**WHAT IS EXPECTED**
When you reach the line with "Tracking range the installation was built with (degrees)." in the data below, begin printing lines exactly, and stop once the line with "pub fn new(position: GeoPosition)" has been printed.

**DATA SECTION**
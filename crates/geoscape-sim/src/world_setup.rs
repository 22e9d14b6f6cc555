//! Entity spawn factories for radar owners.
//!
//! Every radar owner carries `RadarSite`, `GeoPosition` and `Radar`, plus
//! exactly one of `Base`, `Installation` or `Aircraft`.

use hecs::{Entity, World};

use geoscape_core::components::*;
use geoscape_core::config::RadarConfig;
use geoscape_core::enums::*;
use geoscape_core::radar::Radar;
use geoscape_core::types::{GeoPosition, SiteId};

/// Spawn a base. Its radar stays off until a radar building raises the level.
pub fn spawn_base(world: &mut World, id: SiteId, name: String, position: GeoPosition) -> Entity {
    world.spawn((
        RadarSite {
            id,
            kind: RadarOwnerKind::Base,
        },
        position,
        Radar::new(),
        Base { name },
    ))
}

/// Spawn an installation under construction. Its radar is off until it works.
pub fn spawn_installation(
    world: &mut World,
    id: SiteId,
    position: GeoPosition,
    base_range: f64,
    base_tracking_range: f64,
) -> Entity {
    world.spawn((
        RadarSite {
            id,
            kind: RadarOwnerKind::Installation,
        },
        position,
        Radar::new(),
        Installation {
            status: InstallationStatus::UnderConstruction,
            base_range,
            base_tracking_range,
        },
    ))
}

/// Spawn an aircraft in its hangar with radar ranges for `level`.
pub fn spawn_aircraft(
    world: &mut World,
    config: &RadarConfig,
    id: SiteId,
    home: Option<SiteId>,
    position: GeoPosition,
    level: u32,
) -> Entity {
    let mut radar = Radar::new();
    radar.set_range(
        config.aircraft_range,
        config.aircraft_tracking_range,
        level,
        config.upgrade_factor,
    );
    world.spawn((
        RadarSite {
            id,
            kind: RadarOwnerKind::Aircraft,
        },
        position,
        radar,
        Aircraft {
            status: AircraftStatus::Home,
            home,
        },
    ))
}

/// Find the entity owning `site`.
pub fn find_site(world: &World, site: SiteId) -> Option<Entity> {
    world
        .query::<&RadarSite>()
        .iter()
        .find(|(_, s)| s.id == site)
        .map(|(e, _)| e)
}

/// Whether an owner's radar takes part in detection passes.
pub fn participates(installation: Option<&Installation>, aircraft: Option<&Aircraft>) -> bool {
    installation.map_or(true, |i| i.status == InstallationStatus::Working)
        && aircraft.map_or(true, |a| a.status == AircraftStatus::Airborne)
}
//! ECS components for radar owners, and the contact record.
//!
//! Components are plain data structs. Radar owners live as hecs entities;
//! contacts live in the dense contact registry instead.

use serde::{Deserialize, Serialize};

use crate::enums::*;
use crate::route::Flight;
use crate::types::{GeoPosition, SiteId};

/// Identity of a radar owner. Every radar-carrying entity has one.
#[derive(Debug, Clone, Copy, PartialEq, Eq, Serialize, Deserialize)]
pub struct RadarSite {
    pub id: SiteId,
    pub kind: RadarOwnerKind,
}

/// Marks an entity as a founded base.
#[derive(Debug, Clone, Default, PartialEq, Serialize, Deserialize)]
pub struct Base {
    pub name: String,
}

/// A radar installation outside any base.
#[derive(Debug, Clone, Default, PartialEq, Serialize, Deserialize)]
pub struct Installation {
    pub status: InstallationStatus,
    /// Detection range the installation was built with (degrees).
    pub base_range: f64,
    /// Tracking range the installation was built with (degrees).
    pub base_tracking_range: f64,
}

/// A player aircraft with an onboard radar.
#[derive(Debug, Clone, Default, PartialEq, Serialize, Deserialize)]
pub struct Aircraft {
    pub status: AircraftStatus,
    /// Base the aircraft belongs to, if any.
    pub home: Option<SiteId>,
}

/// A hostile aircraft on the geoscape.
#[derive(Debug, Clone, Default, PartialEq, Serialize, Deserialize)]
pub struct Contact {
    pub position: GeoPosition,
    /// Current route, if the contact is moving.
    pub flight: Option<Flight>,
    /// Picked up by some radar at least once and still known.
    pub detected: bool,
    /// Landed contacts keep their registry slot but are invisible to radars.
    pub landed: bool,
}

impl Contact {
    pub fn new(position: GeoPosition) -> Self {
        Self {
            position,
            ..Default::default()
        }
    }

    pub fn with_flight(position: GeoPosition, flight: Flight) -> Self {
        Self {
            position,
            flight: Some(flight),
            ..Default::default()
        }
    }

    /// Whether radars can see this contact at all.
    pub fn is_on_geoscape(&self) -> bool {
        !self.landed
    }
}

**OUTPUT OF THE TASK**
    /// Tracking range the installation was built with (degrees).
    pub base_tracking_range: f64,
}

/// A player aircraft with an onboard radar.
#[derive(Debug, Clone, Default, PartialEq, Serialize, Deserialize)]
pub struct Aircraft {
    pub status: AircraftStatus,
    /// Base the aircraft belongs to, if any.
    pub home: Option<SiteId>,
}

/// A hostile aircraft on the geoscape.
#[derive(Debug, Clone, Default, PartialEq, Serialize, Deserialize)]
pub struct Contact {
    pub position: GeoPosition,
    /// Current route, if the contact is moving.
    pub flight: Option<Flight>,
    /// Picked up by some radar at least once and still known.
    pub detected: bool,
    /// Landed contacts keep their registry slot but are invisible to radars.
    pub landed: bool,
}

impl Contact {
    pub fn new(position: GeoPosition) -> Self {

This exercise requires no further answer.